§ **AVAILABLE DATA**:
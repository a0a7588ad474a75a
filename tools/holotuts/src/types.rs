use serde::{Deserialize, Serialize};
use std::path::PathBuf;

#[derive(Debug, Clone, Copy, PartialEq, Serialize, Deserialize)]
pub struct Pose {
    pub position: [f32; 3],
    /// Quaternion as `[x, y, z, w]`.
    pub rotation: [f32; 4],
}

impl Pose {
    pub fn new(position: [f32; 3], rotation: [f32; 4]) -> Self {
        Self { position, rotation }
    }
}

impl Default for Pose {
    fn default() -> Self {
        Self {
            position: [0.0, 0.0, 0.0],
            rotation: [0.0, 0.0, 0.0, 1.0],
        }
    }
}

#[derive(Debug, Clone, Copy, PartialEq, Eq, PartialOrd, Ord, Hash, Serialize, Deserialize)]
#[serde(rename_all = "snake_case")]
pub enum SceneState {
    MainMenu,
    CreateTutorial,
    CreateStep,
    CreateStepRecording,
    CreateStepPlaying,
    ViewTutorials,
    ViewSteps,
    ViewStepPlaying,
}

impl SceneState {
    pub fn as_str(self) -> &'static str {
        match self {
            Self::MainMenu => "main_menu",
            Self::CreateTutorial => "create_tutorial",
            Self::CreateStep => "create_step",
            Self::CreateStepRecording => "create_step_recording",
            Self::CreateStepPlaying => "create_step_playing",
            Self::ViewTutorials => "view_tutorials",
            Self::ViewSteps => "view_steps",
            Self::ViewStepPlaying => "view_step_playing",
        }
    }

    /// States in which a step's tooltip accepts clicks.
    pub fn accepts_step_clicks(self) -> bool {
        matches!(
            self,
            Self::CreateStep | Self::CreateStepPlaying | Self::ViewSteps | Self::ViewStepPlaying
        )
    }

    pub fn is_playing(self) -> bool {
        matches!(self, Self::CreateStepPlaying | Self::ViewStepPlaying)
    }

    pub fn visible_panels(self) -> PanelVisibility {
        let mut panels = PanelVisibility::default();
        match self {
            Self::MainMenu => panels.main_menu = true,
            Self::CreateTutorial => panels.create_tutorial_button = true,
            Self::CreateStep | Self::CreateStepPlaying => panels.step_list = true,
            Self::CreateStepRecording => panels.stop_recording_button = true,
            Self::ViewTutorials => panels.tutorial_list = true,
            Self::ViewSteps | Self::ViewStepPlaying => {
                panels.tutorial_list_back_button = true;
                panels.next_step_indicator = true;
            }
        }
        panels
    }
}

/// Which UI panels the scene shows for a given state.
#[derive(Debug, Clone, Copy, Default, PartialEq, Eq)]
pub struct PanelVisibility {
    pub main_menu: bool,
    pub create_tutorial_button: bool,
    pub step_list: bool,
    pub stop_recording_button: bool,
    pub tutorial_list: bool,
    pub tutorial_list_back_button: bool,
    pub next_step_indicator: bool,
}

#[derive(Debug, Clone, Copy, PartialEq, Eq, Serialize, Deserialize)]
#[serde(rename_all = "snake_case")]
pub enum SceneAction {
    StartAuthoring,
    StartGuidance,
    ResetAll,
    CreateTutorial,
    Mark,
    EndMarking,
    ClickStep,
    PlayStep,
    PauseStep,
    StopTutorial,
    DeleteStep,
    PickTutorial,
    DeleteTutorial,
    ViewStepsBack,
    TutorialListBack,
}

impl SceneAction {
    pub fn as_str(self) -> &'static str {
        match self {
            Self::StartAuthoring => "start_authoring",
            Self::StartGuidance => "start_guidance",
            Self::ResetAll => "reset_all",
            Self::CreateTutorial => "create_tutorial",
            Self::Mark => "mark",
            Self::EndMarking => "end_marking",
            Self::ClickStep => "click_step",
            Self::PlayStep => "play_step",
            Self::PauseStep => "pause_step",
            Self::StopTutorial => "stop_tutorial",
            Self::DeleteStep => "delete_step",
            Self::PickTutorial => "pick_tutorial",
            Self::DeleteTutorial => "delete_tutorial",
            Self::ViewStepsBack => "view_steps_back",
            Self::TutorialListBack => "tutorial_list_back",
        }
    }
}

/// How step ids behave after a step is deleted.
#[derive(Debug, Clone, Copy, Default, PartialEq, Eq, Serialize, Deserialize)]
#[serde(rename_all = "lowercase")]
pub enum StepIdPolicy {
    /// Ids are never reused; gaps stay after deletion.
    #[default]
    Stable,
    /// Trailing steps shift down so ids stay contiguous from 1.
    Renumber,
}

impl StepIdPolicy {
    pub fn as_str(self) -> &'static str {
        match self {
            Self::Stable => "stable",
            Self::Renumber => "renumber",
        }
    }
}

#[derive(Debug, Clone, PartialEq, Eq)]
pub struct SessionPaths {
    pub process_cwd: PathBuf,
    pub data_dir: PathBuf,
    pub document_path: PathBuf,
    pub log_path: PathBuf,
}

§ **TO DO**: Without changing a single character, write out all of the entries.

§ **TASK ANSWER**:
repository a0a7588ad474a75a
filename tools/holotuts/src/types.rs
use serde::{Deserialize, Serialize};
use std::path::PathBuf;

#[derive(Debug, Clone, Copy, PartialEq, Serialize, Deserialize)]
pub struct Pose {
    pub position: [f32; 3],
    /// Quaternion as `[x, y, z, w]`.
    pub rotation: [f32; 4],
}

impl Pose {
    pub fn new(position: [f32; 3], rotation: [f32; 4]) -> Self {
        Self { position, rotation }
    }
}

impl Default for Pose {
    fn default() -> Self {
        Self {
            position: [0.0, 0.0, 0.0],
            rotation: [0.0, 0.0, 0.0, 1.0],
        }
    }
}

#[derive(Debug, Clone, Copy, PartialEq, Eq, PartialOrd, Ord, Hash, Serialize, Deserialize)]
#[serde(rename_all = "snake_case")]
pub enum SceneState {
    MainMenu,
    CreateTutorial,
    CreateStep,
    CreateStepRecording,
    CreateStepPlaying,
    ViewTutorials,
    ViewSteps,
    ViewStepPlaying,
}

impl SceneState {
    pub fn as_str(self) -> &'static str {
        match self {
            Self::MainMenu => "main_menu",
            Self::CreateTutorial => "create_tutorial",
            Self::CreateStep => "create_step",
            Self::CreateStepRecording => "create_step_recording",
            Self::CreateStepPlaying => "create_step_playing",
            Self::ViewTutorials => "view_tutorials",
            Self::ViewSteps => "view_steps",
            Self::ViewStepPlaying => "view_step_playing",
        }
    }

    /// States in which a step's tooltip accepts clicks.
    pub fn accepts_step_clicks(self) -> bool {
        matches!(
            self,
            Self::CreateStep | Self::CreateStepPlaying | Self::ViewSteps | Self::ViewStepPlaying
        )
    }

    pub fn is_playing(self) -> bool {
        matches!(self, Self::CreateStepPlaying | Self::ViewStepPlaying)
    }

    pub fn visible_panels(self) -> PanelVisibility {
        let mut panels = PanelVisibility::default();
        match self {
            Self::MainMenu => panels.main_menu = true,
            Self::CreateTutorial => panels.create_tutorial_button = true,
            Self::CreateStep | Self::CreateStepPlaying => panels.step_list = true,
            Self::CreateStepRecording => panels.stop_recording_button = true,
            Self::ViewTutorials => panels.tutorial_list = true,
            Self::ViewSteps | Self::ViewStepPlaying => {
                panels.tutorial_list_back_button = true;
                panels.next_step_indicator = true;
            }
        }
        panels
    }
}

/// Which UI panels the scene shows for a given state.
#[derive(Debug, Clone, Copy, Default, PartialEq, Eq)]
pub struct PanelVisibility {
    pub main_menu: bool,
    pub create_tutorial_button: bool,
    pub step_list: bool,
    pub stop_recording_button: bool,
    pub tutorial_list: bool,
    pub tutorial_list_back_button: bool,
    pub next_step_indicator: bool,
}

#[derive(Debug, Clone, Copy, PartialEq, Eq, Serialize, Deserialize)]
#[serde(rename_all = "snake_case")]
pub enum SceneAction {
    StartAuthoring,
    StartGuidance,
    ResetAll,
    CreateTutorial,
    Mark,
    EndMarking,
    ClickStep,
    PlayStep,
    PauseStep,
    StopTutorial,
    DeleteStep,
    PickTutorial,
    DeleteTutorial,
    ViewStepsBack,
    TutorialListBack,
}

impl SceneAction {
    pub fn as_str(self) -> &'static str {
        match self {
            Self::StartAuthoring => "start_authoring",
            Self::StartGuidance => "start_guidance",
            Self::ResetAll => "reset_all",
            Self::CreateTutorial => "create_tutorial",
            Self::Mark => "mark",
            Self::EndMarking => "end_marking",
            Self::ClickStep => "click_step",
            Self::PlayStep => "play_step",
            Self::PauseStep => "pause_step",
            Self::StopTutorial => "stop_tutorial",
            Self::DeleteStep => "delete_step",
            Self::PickTutorial => "pick_tutorial",
            Self::DeleteTutorial => "delete_tutorial",
            Self::ViewStepsBack => "view_steps_back",
            Self::TutorialListBack => "tutorial_list_back",
        }
    }
}

/// How step ids behave after a step is deleted.
#[derive(Debug, Clone, Copy, Default, PartialEq, Eq, Serialize, Deserialize)]
#[serde(rename_all = "lowercase")]
pub enum StepIdPolicy {
    /// Ids are never reused; gaps stay after deletion.
    #[default]
    Stable,
    /// Trailing steps shift down so ids stay contiguous from 1.
    Renumber,
}

impl StepIdPolicy {
    pub fn as_str(self) -> &'static str {
        match self {
            Self::Stable => "stable",
            Self::Renumber => "renumber",
        }
    }
}

#[derive(Debug, Clone, PartialEq, Eq)]
pub struct SessionPaths {
    pub process_cwd: PathBuf,
    pub data_dir: PathBuf,
    pub document_path: PathBuf,
    pub log_path: PathBuf,
}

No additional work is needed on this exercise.